Gelet hierop en de civiele weg die kan worden bewandeld als de eigen naam door een
natuurlijke of rechtspersoon is gebruikt en er toch een conflict ontstaat, ben ik
vooralsnog niet overtuigd dat de opkomst van laagdrempelige websites zoals Marktplaats
nopen tot een andere strafrechtelijke benadering van het delict oplichting. Zoals
ik u in mijn antwoorden op eerdere schriftelijke vragen2 heb laten weten, ben ik naar aanleiding van een arrest van de Hoge Raad ter zake
van verduistering met het Openbaar Ministerie in overleg om te bezien of, en zo ja
op welke wijze, nieuwe strafrechtelijke mogelijkheden moeten worden gecreëerd.

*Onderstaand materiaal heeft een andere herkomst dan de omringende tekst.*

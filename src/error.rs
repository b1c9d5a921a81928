//! Error types for corpus search

use std::io;
use std::path::PathBuf;
use thiserror::Error;

#[derive(Error, Debug)]
pub enum SearchError {
    #[error("Corpus file not found: {}", path.display())]
    SourceNotFound { path: PathBuf },

    #[error("Failed to read {}: {source}", path.display())]
    Read {
        path: PathBuf,
        #[source]
        source: io::Error,
    },

    #[error("Failed to write {}: {source}", path.display())]
    Write {
        path: PathBuf,
        #[source]
        source: io::Error,
    },

    #[error("Failed to read query: {0}")]
    Input(#[source] io::Error),

    #[error("Invalid search pattern: {0}")]
    Pattern(#[from] regex::Error),

    #[error("Failed to encode results: {0}")]
    Json(#[from] serde_json::Error),

    #[error("Empty query: nothing to search for")]
    EmptyQuery,
}

pub type Result<T> = std::result::Result<T, SearchError>;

Ik verwijs verder naar mijn antwoord op vraag 2.
Vraag 5
Deelt u de mening dat indien in gevallen van oplichting zoals in het krantenartikel
zijn genoemd alleen de civielrechtelijke weg voor gedupeerden openstaat, daarmee het
risico bestaat dat particulieren, desnoods verscholen achter een rechtspersoon, Marktplaats
en gelijkaardige sites meer zullen gebruiken voor dergelijke praktijken? Zo ja, hoe
gaat u dit voorkomen? Zo nee, waarom niet?
Antwoord 5
Ik heb geen aanwijzingen dat de recente ontwikkelingen in de jurisprudentie over verduistering
en oplichting tot een significante toename zullen leiden van het aantal gevallen dat
(ver)kopers hun verplichtingen niet nakomen. Zoals uiteengezet in het antwoord op
de vragen 3 en 4 is juist in gevallen waarin malafide (ver)kopers onder eigen naam
handelen de civielrechtelijke weg om de wederpartij aan te spreken wegens wanprestatie
ten volle beschikbaar. Daarnaast hebben websites zoals Marktplaats er zelf alle belang
bij om te voorkomen dat zij een slechte reputatie krijgen doordat (ver)kopers zich
niet aan de gesloten overeenkomsten houden. Voor het overige verwijs ik u naar mijn
antwoord op de vragen 3 en 4.
X Noot
2Aanhangsel Handelingen, vergaderjaar 2012–2013, nr. 1891.